Contact details: jc3181 AT columbia DOT edu

Thanks to Hakon Malmedal for assistance in turning this project into an R package.

Installation

To install this directly into R.

library(devtools)
install_github('jalapic/engsoccerdata', username = "jalapic")
library(engsoccerdata)

data(package="engsoccerdata")    # lists datasets currently available
df = engsoccerdata2  # this is the main dataset for English league data.
df = facup  # this is the main dataset for English FA Cup data

engsoccerdata

Last update: 2nd Dec 2014, v1.0.2

Datasets

  • engsoccerdata2.csv - Results of all top 4 tier soccer games in England 1888-2014

  • engsoccerteams.csv - file containing list of 142 teams plus whether they were in the top 4 divisions in 2013/4

  • facup.csv - Contains all FA Cup ties (not including pre-qualifying rounds) 1871-2014

  • facupteams.csv - Contains all teams in facup.csv along with first year and most recent year

  • playoffs.csv - Incldues 'test-matches' 1892-1897 and modern playoffs (1986/87 onwards)

Functions

These work best for League Data.

  • makingtables.r - some dplyr scripts to make league tables for each season

  • soccercode.r - using dplyr and ggplot2 to look at goal differentials per game per team

  • namecheck.r - function to look up if characters exist in a team name

  • games_between.r - returns all games ever played between two teams

  • games_between.summary.r - returns the summary of results between any two teams

  • alltimerecord.r - returns the all time record of any team in the league

  • goals_by_team.r - Return all instances of a team scoring n goals

  • score_most.r - returns the team who has been involved in the most games of each scoreline

  • score_team.all.r - Lists all matches that a team has played in that ended in a scoreline

  • score_team.r - List all occurrences of a specific scoreline for a specific team

  • scoreline_by_team.r - How often each team has a won,lost,drawn by a scoreline?

  • totalgoals_by_team.r - Return all instances of a team being involved in a game with n goals

  • n_offs.r - Will return the scorelines that have occurred n number of times

  • opponentfreq.r - Return how often a team has played each opponent

  • games_by_tier.r - computes number of games played by tier per team

  • seasons_by_tier.r - computes number of seasons spent per tier per team

  • opponents.r - number of unique opponents for all teams in total or by tier

  • bestwins.r - best wins for each team

  • worstlosses.r - worst losses for each team

What does engsoccerdata2.csv contain?

all top 4 tier games ever played 1888-2014

  • FL = Football League

  • PL = Premier League

  • 1888/9-1891/2 FL Division 1

  • 1892/3-1914/5 FL Divisions 1 & 2

  • 1919/20 FL Divisions 1 & 2

  • 1920/21 FL Divisions 1, 2 & 3

  • 1921/22-1938/9 FL Divisions 1, 2, 3a North & 3b South

  • 1939 FL Divisions 1, 2, 3a North & 3b South (truncated season)

  • 1946/7-1957/8 FL Divisions 1, 2, 3a North & 3b South

  • 1958/9-1991/2 FL Divisions 1, 2, 3 & 4

  • 1992/3-2004/5 PL, FL Divisions 1, 2 & 3

  • 2004/5-2013/4 PL, FL Championship, FL Divisions 1 & 2

In the csv file, I've used divisions 1,2,3,3a,3b, 4 as the notation I've also used tier 1,2,3,4 - to refer to 3,3a & 3b all belonging to tier 3

Dataset includes:

teams that dropped out half way through a season:

  • 1919 Leeds City

  • 1931 Wigan Borough

  • 1961 Accrington Stanley

  • includes 1919 Port Vale who replaced Leeds City mid-season

  • includes: truncated 1939/40 season

Team Names used in the file are those that are currently used: e.g.
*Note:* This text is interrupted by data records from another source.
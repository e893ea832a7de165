use std::env;
use std::net::SocketAddr;

#[derive(Clone)]
pub struct Config {
    // Redis
    pub redis_url: String,

    // Server
    pub bind_addr: SocketAddr,

    // Sessions
    pub session_ttl_secs: u64,
    pub session_cookie_secure: bool,
}

impl std::fmt::Debug for Config {
    fn fmt(&self, f: &mut std::fmt::Formatter<'_>) -> std::fmt::Result {
        f.debug_struct("Config")
            .field("redis_url", &"[REDACTED]")
            .field("bind_addr", &self.bind_addr)
            .field("session_ttl_secs", &self.session_ttl_secs)
            .field("session_cookie_secure", &self.session_cookie_secure)
            .finish()
    }
}

#[derive(Debug, thiserror::Error)]
pub enum ConfigError {
    #[error("Missing required environment variable: {0}")]
    MissingVar(String),

    #[error("Invalid value for {0}: {1}")]
    InvalidValue(String, String),

    #[error("Failed to parse {0}: {1}")]
    ParseError(String, String),
}

impl Config {
    /// Load configuration from environment variables
    pub fn from_env() -> Result<Self, ConfigError> {
        // Attempt to load .env file, but don't fail if it doesn't exist
        // (env vars may be set directly in production)
        let _ = dotenvy::dotenv();

        // Redis — required to prevent silent unauthenticated connections
        let redis_url =
            env::var("REDIS_URL").map_err(|_| ConfigError::MissingVar("REDIS_URL".to_string()))?;

        if redis_url.is_empty() {
            return Err(ConfigError::InvalidValue(
                "REDIS_URL".to_string(),
                "cannot be empty".to_string(),
            ));
        }

        // Server
        let bind_addr_str = env::var("BIND_ADDR").unwrap_or_else(|_| "0.0.0.0:5555".to_string());
        let bind_addr = bind_addr_str
            .parse::<SocketAddr>()
            .map_err(|e| ConfigError::ParseError("BIND_ADDR".to_string(), e.to_string()))?;

        // Sessions
        let session_ttl_secs = parse_env_or_default("SESSION_TTL_SECS", 86_400)?;
        let session_cookie_secure = parse_env_or_default("SESSION_COOKIE_SECURE", false)?;

        if session_ttl_secs == 0 {
            return Err(ConfigError::InvalidValue(
                "SESSION_TTL_SECS".to_string(),
                "must be greater than zero".to_string(),
            ));
        }

        Ok(Config {
            redis_url,
            bind_addr,
            session_ttl_secs,
            session_cookie_secure,
        })
    }
}

/// Helper function to parse environment variable with a default value
fn parse_env_or_default<T>(key: &str, default: T) -> Result<T, ConfigError>
where
    T: std::str::FromStr,
    T::Err: std::fmt::Display,
{
    match env::var(key) {
        Ok(val) => val
            .parse::<T>()
            .map_err(|e| ConfigError::ParseError(key.to_string(), format!("{}: {}", e, val))),
        Err(_) => Ok(default),
    }
}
Small Heath are Birmingham City, Ardwick are Manchester City, etc.

The modern Accrington Stanley are 'Accrington' to distinguish from original Accrington Stanley and earlier Accrington FC

Important Note:

I cannot 100% guarantee the accuracy of every result. I have checked very thouroughly for mistakes etc., but as this dataset was collected from multiple sources, there is a chance for the odd error. - If you find an error, let me know and I will fix asap.

Note on Sep 28th 2014, I have completed more checks and fixed some errors. Note on Nov 26th 2014, I have completed more checks and fixed some errors and added dates for every fixture.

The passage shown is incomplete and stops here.